HHS declares public health emergency in Oregon due to wildfire smoke

The Department of Health and Human Services declared a public health emergency in Oregon citing dangerous health conditions caused by smoke stemming from the wildfires burning in the western United States. Photo by Peter DaSilva/UPI

Sept. 17 (UPI) — Health and Human Services Secretary Alex Azar on Wednesday declared a public health emergency in Oregon due to wildfires raging in the state and much of the western United States.

Azar’s declaration comes after President Donald Trump issued an emergency declaration in Oregon and cited poor air quality and extensive smoke produced by the wildfires that can present a “significant health threat” for people with asthma and other lung conditions as well as increasing demands of the healthcare system amid the COVID-19 pandemic.

“We are working closely with Oregon health authorities and monitoring the needs of healthcare facilities to support their efforts to save lives and protect health during these dangerous wildfires,” Azar said. “With this declaration and waiver, the Trump administration is helping to ensure that Oregonians who rely on Medicare and Medicaid have continuous access to the care they need during this disaster as communities recover.”

Smoke from the wildfires is forecast to enter the atmosphere above Europe by this weekend, according to observations from the Copernicus Atmosphere Monitoring Service.

“The fact that these fires are emitting so much pollution into the atmosphere that we can still see thick smoke over [4,970 miles] away reflects just how devastating they have been in their magnitude and duration,” senior scientist Mark Parrington said.

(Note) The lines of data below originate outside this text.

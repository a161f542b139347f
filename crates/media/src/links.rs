//! Video link detection in message text.

use regex::Regex;
use std::sync::LazyLock;

static VIDEO_LINK: LazyLock<Regex> = LazyLock::new(|| {
    Regex::new(
        r"(?:https?://)?(?:youtu\.be/|(?:www\.|m\.)?youtube\.com/(?:watch|v|embed)(?:\.php)?(?:\?\S*?v=|/))([a-zA-Z0-9_-]+)\S*",
    )
    .expect("video link pattern is valid")
});

/// Prefix a bare link with `https://`.
pub fn repair_link(link: &str) -> String {
    if link.starts_with("http://") || link.starts_with("https://") {
        link.to_string()
    } else {
        format!("https://{link}")
    }
}

/// Whether `url` points at a supported video-sharing page.
pub fn is_video_link(url: &str) -> bool {
    VIDEO_LINK.is_match(url)
}

/// Split video links out of `text`.
///
/// Returns the text with every link removed (surrounding whitespace
/// collapsed) and the repaired links in order of appearance.
pub fn extract_video_links(text: &str) -> (String, Vec<String>) {
    let links: Vec<String> = VIDEO_LINK
        .find_iter(text)
        .map(|m| repair_link(m.as_str()))
        .collect();

    if links.is_empty() {
        return (text.to_string(), links);
    }

    let stripped = VIDEO_LINK.replace_all(text, "");
    let cleaned = stripped.split_whitespace().collect::<Vec<_>>().join(" ");
    (cleaned, links)
}

#[cfg(test)]
mod tests {
    use super::*;

    #[test]
    fn finds_and_strips_watch_links() {
        let (text, links) =
            extract_video_links("summarize https://www.youtube.com/watch?v=dQw4w9WgXcQ please");
        assert_eq!(text, "summarize please");
        assert_eq!(links, vec!["https://www.youtube.com/watch?v=dQw4w9WgXcQ"]);
    }

    #[test]
    fn repairs_bare_short_links() {
        let (text, links) = extract_video_links("youtu.be/abc_DEF-123 and m.youtube.com/embed/xyz");
        assert_eq!(text, "and");
        assert_eq!(
            links,
            vec!["https://youtu.be/abc_DEF-123", "https://m.youtube.com/embed/xyz"]
        );
    }

    #[test]
    fn leaves_other_text_alone() {
        let (text, links) = extract_video_links("What is 12*7?  see https://example.com");
        assert_eq!(text, "What is 12*7?  see https://example.com");
        assert!(links.is_empty());
        assert!(!is_video_link("https://example.com/watch?v=1"));
    }

    #[test]
    fn watch_link_with_extra_params() {
        assert!(is_video_link("https://youtube.com/watch?feature=share&v=abc123"));
        assert_eq!(repair_link("http://youtu.be/x"), "http://youtu.be/x");
    }
}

The National Interagency Fire Center said 79 large fires have burned more than 4.4 million acres across 10 states with California, Oregon and Washington reporting the most blazes.

At least 34 people have died in the wildfires as of Tuesday. The California Department of Forestry and Fire Protection reported 25 deaths, including 15 in the North Complex fire, five in the LNU Lightning Complex, two in the Slater fire and one each in the CZU Lightning Complex, the August Complex and the Hills fires.

Oregon has reported eight deaths and a 1-year-old child remained the only death in Washington.

The August Complex fire in California’s Tehama County — the largest fire in the state’s history at 817,952 acres — was 30% contained Wednesday, while the deadly North Complex fire has burned 273,335 acres and was 36% contained, the California Department of Forestry and Fire Protection said.

Oregon’s largest active fire, the Beachie Creek fire, grew to 190,911 acres in Clackamas County and was 20% contained.

New evacuations were issued in Lake County as the 40,316-acre Brattain fire approached the area where officials said conditions were conducive to fire growth.

In Washington, overnight rain showers helped improve air quality in the Puget Sound area but it still remained “unhealthy” with an air quality index of 186 as of Wednesday afternoon.

Estimated rainfall totals of 0.25 inches to 0.8 inches are forecast from Friday Afternoon through Saturday morning and the Washington Department of Ecology said it expects air quality to enter the “good” range by Sunday.